## Task
Take the entries below and print, exactly, the stretch from the line containing "return None;" through the line containing "slot is available.", both included.

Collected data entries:
>>

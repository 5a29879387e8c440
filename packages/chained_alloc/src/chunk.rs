use std::num::NonZero;
use std::ptr::NonNull;

use crate::SlotIndex;

/// A fixed-capacity run of equally sized slots with an intrusive free list.
///
/// The chunk does not own the memory it manages. Whoever created the chunk keeps the backing
/// storage alive for as long as the chunk exists and releases it afterwards.
///
/// # Free list
///
/// Every vacant slot stores, in its first bytes, the index of the next vacant slot. The link is
/// written over whatever the previous occupant of the slot left behind, so a slot is either an
/// object owned by the caller or a free list node, never both. `head` is the index of the first
/// vacant slot. The last slot initially links to `size`, which is never followed because
/// `available` reaches zero first.
///
/// The link width `I` caps the chunk size (255 slots for the default `u8` link).
#[derive(Debug)]
pub struct Chunk<I: SlotIndex = u8> {
    storage: NonNull<u8>,
    head: I,
    available: I,
    size: I,
}

impl<I: SlotIndex> Chunk<I> {
    /// Threads a free list through `capacity` slots of `object_size` bytes starting at `storage`.
    ///
    /// # Panics
    ///
    /// Panics if `capacity` exceeds [`I::MAX_SLOTS`][SlotIndex::MAX_SLOTS] or if `object_size`
    /// is smaller than the link.
    ///
    /// # Safety
    ///
    /// `storage` must be valid for reads and writes of `capacity * object_size` bytes for the
    /// entire lifetime of the chunk and must not be accessed by anyone else except through
    /// pointers handed out by [`allocate()`][Self::allocate].
    #[must_use]
    pub unsafe fn new(storage: NonNull<u8>, object_size: usize, capacity: NonZero<usize>) -> Self {
        assert!(
            capacity.get() <= I::MAX_SLOTS,
            "chunk capacity {capacity} exceeds the maximum of {} slots",
            I::MAX_SLOTS
        );
        assert!(
            object_size >= size_of::<I>(),
            "object size {object_size} is too small to hold a free list link of {} bytes",
            size_of::<I>()
        );

        for index in 0..capacity.get() {
            // SAFETY: index < capacity, so the slot lies within the storage the caller vouched for.
            // Cannot overflow because that would imply the chunk extends beyond virtual memory.
            let slot = unsafe { storage.byte_add(index.wrapping_mul(object_size)) };

            // SAFETY: The slot is valid for writes per the caller's guarantee and holds no object yet.
            unsafe {
                I::write_link(slot, I::from_usize(index.wrapping_add(1)));
            }
        }

        Self {
            storage,
            head: I::from_usize(0),
            available: I::from_usize(capacity.get()),
            size: I::from_usize(capacity.get()),
        }
    }

    /// Start of the storage managed by this chunk.
    #[must_use]
    pub fn storage(&self) -> NonNull<u8> {
        self.storage
    }

    /// Total number of slots in the chunk.
    #[must_use]
    pub fn size(&self) -> usize {
        self.size.to_usize()
    }

    /// Number of vacant slots.
    #[must_use]
    pub fn available(&self) -> usize {
        self.available.to_usize()
    }

    /// Whether at least one slot is vacant.
    #[must_use]
    pub fn is_memory_available(&self) -> bool {
        self.available() > 0
    }

    /// Whether `ptr` points into the storage of this chunk.
    #[must_use]
    pub fn is_owned(&self, ptr: NonNull<u8>, object_size: usize) -> bool {
        let start = self.storage.addr().get();
        let end = start.wrapping_add(self.size().wrapping_mul(object_size));
        let addr = ptr.addr().get();

        start <= addr && addr < end
    }

    /// Takes the first vacant slot off the free list.
    ///
    /// Returns `None` if the chunk is full.
    #[must_use]
    pub fn allocate(&mut self, object_size: usize) -> Option<NonNull<u8>> {
        if !self.is_memory_available() {
            return None;
        }

        // Cannot overflow because head < size and the chunk fits in virtual memory.
        let offset = self.head.to_usize().wrapping_mul(object_size);

        // SAFETY: head indexes a vacant slot inside the storage guaranteed valid by the creator.
        let slot = unsafe { self.storage.byte_add(offset) };

        // SAFETY: Vacant slots always hold a link written either by new() or by deallocate().
        self.head = unsafe { I::read_link(slot) };

        // Cannot underflow because we checked above that a slot is available.
        self.available = I::from_usize(self.available().wrapping_sub(1));

        Some(slot)
    }

    /// Pushes a slot back onto the free list.
    ///
    /// # Safety
    ///
    /// `ptr` must have been returned by [`allocate()`][Self::allocate] on this chunk with the same
    /// `object_size` and must not have been deallocated since. The object in the slot is treated
    /// as dead; its first bytes are overwritten with the free list link.
    pub unsafe fn deallocate(&mut self, ptr: NonNull<u8>, object_size: usize) {
        debug_assert!(
            self.is_owned(ptr, object_size),
            "pointer {ptr:?} does not belong to chunk at {:?}",
            self.storage
        );
        debug_assert!(
            self.available() < self.size(),
            "deallocating into a chunk that has no outstanding allocations"
        );

        // Cannot underflow because the pointer is owned by this chunk.
        let offset = ptr.addr().get().wrapping_sub(self.storage.addr().get());

        debug_assert!(
            offset.checked_rem(object_size) == Some(0),
            "pointer {ptr:?} does not point to the start of a slot"
        );

        #[expect(
            clippy::integer_division,
            reason = "offset is a multiple of the object size for any pointer we handed out"
        )]
        let index = offset / object_size;

        // SAFETY: The caller guarantees the slot is ours and no longer holds a live object.
        unsafe {
            I::write_link(ptr, self.head);
        }

        self.head = I::from_usize(index);

        // Cannot overflow because available < size (checked in debug builds above).
        self.available = I::from_usize(self.available().wrapping_add(1));
    }

    /// Walks the free list and verifies it visits exactly `available` distinct in-bounds slots.
    #[cfg(debug_assertions)]
    #[cfg_attr(test, mutants::skip)] // This is essentially test logic, mutation is meaningless.
    pub(crate) fn integrity_check(&self, object_size: usize) {
        let size = self.size();
        let mut visited = vec![false; size];
        let mut index = self.head.to_usize();

        for step in 0..self.available() {
            assert!(
                index < size,
                "free list step {step} points to slot {index} outside chunk of size {size}"
            );

            let seen = visited
                .get_mut(index)
                .expect("index was bounds checked above");
            assert!(!*seen, "free list visits slot {index} twice");
            *seen = true;

            // SAFETY: index < size, so the slot is within our storage and vacant (on the free list).
            index = unsafe {
                I::read_link(self.storage.byte_add(index.wrapping_mul(object_size))).to_usize()
            };
        }
    }
}

#[cfg(test)]
#[cfg_attr(coverage_nightly, coverage(off))]
#[allow(
    clippy::indexing_slicing,
    clippy::arithmetic_side_effects,
    clippy::undocumented_unsafe_blocks,
    clippy::multiple_unsafe_ops_per_block,
    reason = "test code doesn't need the same safety rigor as production code"
)]
mod tests {
    use std::collections::HashSet;

    use static_assertions::assert_not_impl_any;

    use super::*;

    const OBJECT_SIZE: usize = size_of::<u32>();

    assert_not_impl_any!(Chunk: Send, Sync);

    fn storage_for(slots: usize) -> Vec<u32> {
        vec![0; slots]
    }

    fn chunk_over(storage: &mut [u32]) -> Chunk {
        let ptr = NonNull::new(storage.as_mut_ptr().cast::<u8>()).unwrap();
        unsafe { Chunk::new(ptr, OBJECT_SIZE, NonZero::new(storage.len()).unwrap()) }
    }

    #[test]
    fn fresh_chunk_is_fully_available() {
        let mut storage = storage_for(255);
        let chunk = chunk_over(&mut storage);

        assert_eq!(chunk.size(), 255);
        assert_eq!(chunk.available(), 255);
        assert!(chunk.is_memory_available());
        chunk.integrity_check(OBJECT_SIZE);
    }

    #[test]
    fn allocate_up_to_capacity_then_none() {
        let mut storage = storage_for(255);
        let mut chunk = chunk_over(&mut storage);

        let mut seen = HashSet::new();
        for _ in 0..255 {
            let ptr = chunk.allocate(OBJECT_SIZE).unwrap();
            assert!(chunk.is_owned(ptr, OBJECT_SIZE));
            assert!(seen.insert(ptr));

            // Must be writable without corrupting anything else.
            unsafe { ptr.cast::<u32>().write(42) };
        }

        assert!(!chunk.is_memory_available());
        assert!(chunk.allocate(OBJECT_SIZE).is_none());
    }

    #[test]
    fn freeing_one_allows_exactly_one_more() {
        let mut storage = storage_for(8);
        let mut chunk = chunk_over(&mut storage);

        let ptrs: Vec<_> = (0..8)
            .map(|_| chunk.allocate(OBJECT_SIZE).unwrap())
            .collect();
        assert!(chunk.allocate(OBJECT_SIZE).is_none());

        unsafe { chunk.deallocate(ptrs[3], OBJECT_SIZE) };
        assert!(chunk.is_memory_available());

        let reused = chunk.allocate(OBJECT_SIZE).unwrap();
        assert_eq!(reused, ptrs[3]);
        assert!(chunk.allocate(OBJECT_SIZE).is_none());
    }

    #[test]
    fn free_list_is_lifo() {
        let mut storage = storage_for(4);
        let mut chunk = chunk_over(&mut storage);

        let a = chunk.allocate(OBJECT_SIZE).unwrap();
        let b = chunk.allocate(OBJECT_SIZE).unwrap();

        unsafe {
            chunk.deallocate(a, OBJECT_SIZE);
            chunk.deallocate(b, OBJECT_SIZE);
        }

        assert_eq!(chunk.allocate(OBJECT_SIZE), Some(b));
        assert_eq!(chunk.allocate(OBJECT_SIZE), Some(a));
        chunk.integrity_check(OBJECT_SIZE);
    }

    #[test]
    fn is_owned_respects_bounds() {
        let mut storage = storage_for(16);
        let chunk = chunk_over(&mut storage);
        let start = chunk.storage();

        assert!(chunk.is_owned(start, OBJECT_SIZE));
        assert!(chunk.is_owned(
            unsafe { start.byte_add(15 * OBJECT_SIZE) },
            OBJECT_SIZE
        ));
        assert!(!chunk.is_owned(
            NonNull::new(start.as_ptr().wrapping_add(16 * OBJECT_SIZE)).unwrap(),
            OBJECT_SIZE
        ));
        assert!(!chunk.is_owned(
            NonNull::new(start.as_ptr().wrapping_sub(1)).unwrap(),
            OBJECT_SIZE
        ));
    }

    #[test]
    fn interleaved_operations_keep_integrity() {
        let mut storage = storage_for(255);
        let mut chunk = chunk_over(&mut storage);
        let mut outstanding = Vec::new();

        // Deterministic pattern: allocate three, free one, repeat until full, then drain.
        for round in 0..400 {
            if round % 4 == 3 {
                if let Some(ptr) = outstanding.pop() {
                    unsafe { chunk.deallocate(ptr, OBJECT_SIZE) };
                }
            } else if chunk.is_memory_available() {
                let ptr = chunk.allocate(OBJECT_SIZE).unwrap();
                assert!(!outstanding.contains(&ptr));
                outstanding.push(ptr);
            }

            assert_eq!(chunk.available(), 255 - outstanding.len());
            chunk.integrity_check(OBJECT_SIZE);
        }

        while let Some(ptr) = outstanding.pop() {
            unsafe { chunk.deallocate(ptr, OBJECT_SIZE) };
        }

        assert_eq!(chunk.available(), 255);
        chunk.integrity_check(OBJECT_SIZE);
    }

    #[test]
    fn wide_link_supports_large_chunks() {
        let mut storage = storage_for(1000);
        let ptr = NonNull::new(storage.as_mut_ptr().cast::<u8>()).unwrap();
        let mut chunk: Chunk<u16> =
            unsafe { Chunk::new(ptr, OBJECT_SIZE, NonZero::new(1000).unwrap()) };

        for _ in 0..1000 {
            assert!(chunk.allocate(OBJECT_SIZE).is_some());
        }

        assert!(chunk.allocate(OBJECT_SIZE).is_none());
    }

    #[test]
    #[should_panic]
    fn capacity_beyond_link_width_panics() {
        let mut storage = storage_for(256);
        let _chunk = chunk_over(&mut storage);
    }

    #[test]
    #[should_panic]
    fn object_smaller_than_link_panics() {
        let mut storage = storage_for(4);
        let ptr = NonNull::new(storage.as_mut_ptr().cast::<u8>()).unwrap();
        let _chunk: Chunk<u16> = unsafe { Chunk::new(ptr, 1, NonZero::new(4).unwrap()) };
    }
}
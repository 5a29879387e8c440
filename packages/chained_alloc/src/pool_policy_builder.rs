use std::alloc::Layout;
use std::marker::PhantomData;
use std::num::NonZero;

use crate::{PoolPolicy, SlotIndex};

/// Builder for creating an instance of [`PoolPolicy`].
///
/// All settings are optional. Without a layout, the policy starts out unbound and gets bound when
/// an [`Allocator`][crate::Allocator] rebinds its chain to the element type.
///
/// # Examples
///
/// ```
/// use chained_alloc::PoolPolicy;
///
/// // Grow by 64 elements at a time instead of one chunk.
/// let policy = PoolPolicy::builder().block_size(64).build();
///
/// // Use a 16-bit free list link, allowing 65535 slots per chunk.
/// let wide = PoolPolicy::builder()
///     .slot_index::<u16>()
///     .layout_of::<u64>()
///     .build();
/// ```
#[derive(Debug)]
#[must_use]
pub struct PoolPolicyBuilder<I: SlotIndex = u8> {
    element_layout: Option<Layout>,
    block_size: Option<NonZero<usize>>,

    _slot_index: PhantomData<I>,
}

impl PoolPolicyBuilder {
    pub(crate) fn new() -> Self {
        Self {
            element_layout: None,
            block_size: None,
            _slot_index: PhantomData,
        }
    }
}

impl<I: SlotIndex> PoolPolicyBuilder<I> {
    /// Selects the width of the free list link, which bounds the number of slots per chunk.
    ///
    /// The default is `u8`.
    ///
    /// # Panics
    ///
    /// Panics if a layout was already set that is too small for the new link width.
    pub fn slot_index<J: SlotIndex>(self) -> PoolPolicyBuilder<J> {
        if let Some(layout) = self.element_layout {
            assert!(
                PoolPolicy::<J>::is_poolable(layout),
                "PoolPolicy element layout {layout:?} is too small to hold a free list link"
            );
        }

        PoolPolicyBuilder {
            element_layout: self.element_layout,
            block_size: self.block_size,
            _slot_index: PhantomData,
        }
    }

    /// Binds the policy to elements of the given layout.
    ///
    /// # Panics
    ///
    /// Panics if the layout is too small to be pooled (this includes zero-sized layouts).
    pub fn layout(mut self, layout: Layout) -> Self {
        assert!(
            PoolPolicy::<I>::is_poolable(layout),
            "PoolPolicy element layout {layout:?} is too small to hold a free list link"
        );
        self.element_layout = Some(layout);
        self
    }

    /// Binds the policy to elements of type `T`.
    ///
    /// # Panics
    ///
    /// Panics if `T` is too small to be pooled (this includes zero-sized types).
    pub fn layout_of<T>(self) -> Self {
        self.layout(Layout::new::<T>())
    }

    /// Sets the number of elements requested from the rest of the chain whenever the pool needs
    /// to grow.
    ///
    /// Defaults to [`PoolPolicy::DEFAULT_BLOCK_SIZE`].
    ///
    /// # Panics
    ///
    /// Panics if `block_size` is zero.
    pub fn block_size(mut self, block_size: usize) -> Self {
        assert!(block_size > 0, "PoolPolicy block size must be non-zero");
        self.block_size = NonZero::new(block_size);
        self
    }

    /// Builds the policy with a fresh [`PoolsManager`][crate::PoolsManager].
    #[must_use]
    pub fn build(self) -> PoolPolicy<I> {
        PoolPolicy::new_inner(
            self.element_layout,
            self.block_size.unwrap_or(PoolPolicy::<I>::DEFAULT_BLOCK_SIZE),
        )
    }
}

#[cfg(test)]
#[cfg_attr(coverage_nightly, coverage(off))]
mod tests {
    use static_assertions::assert_impl_all;

    use super::*;

    assert_impl_all!(PoolPolicyBuilder: Send, Sync);

    #[test]
    fn defaults_to_unbound_with_one_chunk_blocks() {
        let policy = PoolPolicyBuilder::new().build();

        assert_eq!(policy.element_layout(), None);
        assert_eq!(policy.block_size(), 255);
    }

    #[test]
    fn wide_link_defaults_to_wide_chunk_blocks() {
        let policy = PoolPolicyBuilder::new().slot_index::<u16>().build();

        assert_eq!(policy.block_size(), 65535);
    }

    #[test]
    fn settings_survive_link_width_change() {
        let policy = PoolPolicyBuilder::new()
            .layout_of::<u64>()
            .block_size(7)
            .slot_index::<u16>()
            .build();

        assert_eq!(policy.element_layout(), Some(Layout::new::<u64>()));
        assert_eq!(policy.block_size(), 7);
    }

    #[test]
    #[should_panic]
    fn zero_sized_layout_panics() {
        let _builder = PoolPolicyBuilder::new().layout_of::<()>();
    }

    #[test]
    #[should_panic]
    fn narrow_layout_then_wide_link_panics() {
        let _builder = PoolPolicyBuilder::new()
            .layout_of::<u8>()
            .slot_index::<u16>();
    }

    #[test]
    #[should_panic]
    fn zero_block_size_panics() {
        let _builder = PoolPolicyBuilder::new().block_size(0);
    }
}
use std::alloc::Layout;

use thiserror::Error;

/// Errors that can occur when allocating memory through a policy chain.
///
/// Running out of pool capacity is not an error: policies signal "I did not produce a pointer"
/// with `Ok(None)` and let the rest of the chain try. These errors are raised only when a chain
/// is configured to treat a missing pointer as a failure or when the request itself is invalid.
#[derive(Clone, Debug, Error, Eq, PartialEq)]
#[non_exhaustive]
pub enum AllocError {
    /// The system allocator could not provide the requested memory.
    #[error("out of memory: failed to allocate {bytes} bytes")]
    OutOfMemory {
        /// Total number of bytes that were requested.
        bytes: usize,
    },

    /// Every policy in the chain declined the request, so nothing produced a pointer.
    #[error("no policy in the chain satisfied a request for {count} elements of {element:?}")]
    Unsatisfied {
        /// Number of elements that were requested.
        count: usize,

        /// Layout of a single requested element.
        element: Layout,
    },

    /// The total size of the request does not fit in `isize::MAX` bytes.
    #[error("allocation of {count} elements of {element:?} overflows the address space")]
    CapacityOverflow {
        /// Number of elements that were requested.
        count: usize,

        /// Layout of a single requested element.
        element: Layout,
    },
}

/// A specialized `Result` type for allocation operations, returning the crate's
/// [`AllocError`] type as the error value.
pub(crate) type Result<T> = std::result::Result<T, AllocError>;

#[cfg(test)]
#[cfg_attr(coverage_nightly, coverage(off))]
mod tests {
    use std::fmt::Debug;

    use static_assertions::assert_impl_all;

    use super::*;

    assert_impl_all!(AllocError: Send, Sync, Debug, Clone);

    #[test]
    fn out_of_memory_mentions_bytes() {
        let error = AllocError::OutOfMemory { bytes: 4096 };

        assert!(error.to_string().contains("4096"));
    }

    #[test]
    fn unsatisfied_mentions_count() {
        let error = AllocError::Unsatisfied {
            count: 3,
            element: Layout::new::<u32>(),
        };

        let message = error.to_string();
        assert!(message.contains('3'));
        assert!(message.contains("satisfied"));

        let result: Result<()> = Err(error.clone());
        assert_eq!(result, Err(error));
    }
}
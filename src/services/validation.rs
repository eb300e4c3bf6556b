//! Form checks run by the auth screens before any network call.
//!
//! Failures carry the exact message shown to the user and never touch
//! state. Emails and display names are trimmed on success; passwords are
//! passed through untouched.

#[cfg(test)]
#[path = "validation_test.rs"]
mod tests;

pub const MIN_PASSWORD_LEN: usize = 6;

#[derive(Debug, Clone, Copy, PartialEq, Eq, thiserror::Error)]
pub enum ValidationError {
    #[error("Please enter your email and password.")]
    MissingCredentials,
    #[error("Please fill in all fields.")]
    MissingFields,
    #[error("Passwords do not match.")]
    PasswordMismatch,
    #[error("Password must be at least 6 characters.")]
    PasswordTooShort,
    #[error("Please enter your email address.")]
    MissingEmail,
}

#[derive(Debug, Clone, PartialEq, Eq)]
pub struct Credentials {
    pub email: String,
    pub password: String,
}

#[derive(Debug, Clone, PartialEq, Eq)]
pub struct SignUpForm {
    pub display_name: String,
    pub email: String,
    pub password: String,
}

/// Login screen.
///
/// # Errors
///
/// [`ValidationError::MissingCredentials`] when either field is empty.
pub fn validate_login(email: &str, password: &str) -> Result<Credentials, ValidationError> {
    if email.is_empty() || password.is_empty() {
        return Err(ValidationError::MissingCredentials);
    }
    Ok(Credentials { email: email.trim().to_owned(), password: password.to_owned() })
}

/// Sign-up screen. Checks run in order: empty fields, mismatch, length.
///
/// # Errors
///
/// The first failing check.
pub fn validate_sign_up(
    display_name: &str,
    email: &str,
    password: &str,
    confirm_password: &str,
) -> Result<SignUpForm, ValidationError> {
    if display_name.is_empty() || email.is_empty() || password.is_empty() || confirm_password.is_empty() {
        return Err(ValidationError::MissingFields);
    }
    if password != confirm_password {
        return Err(ValidationError::PasswordMismatch);
    }
    if password.chars().count() < MIN_PASSWORD_LEN {
        return Err(ValidationError::PasswordTooShort);
    }
    Ok(SignUpForm {
        display_name: display_name.trim().to_owned(),
        email: email.trim().to_owned(),
        password: password.to_owned(),
    })
}

/// Forgot-password screen. Returns the trimmed email.
///
/// # Errors
///
/// [`ValidationError::MissingEmail`] when the field is empty.
pub fn validate_reset(email: &str) -> Result<String, ValidationError> {
    if email.is_empty() {
        return Err(ValidationError::MissingEmail);
    }
    Ok(email.trim().to_owned())
}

<<

## Solution for this problem
            return None;
        }

        // Cannot overflow because head < size and the chunk fits in virtual memory.
        let offset = self.head.to_usize().wrapping_mul(object_size);

        // SAFETY: head indexes a vacant slot inside the storage guaranteed valid by the creator.
        let slot = unsafe { self.storage.byte_add(offset) };

        // SAFETY: Vacant slots always hold a link written either by new() or by deallocate().
        self.head = unsafe { I::read_link(slot) };

        // Cannot underflow because we checked above that a slot is available.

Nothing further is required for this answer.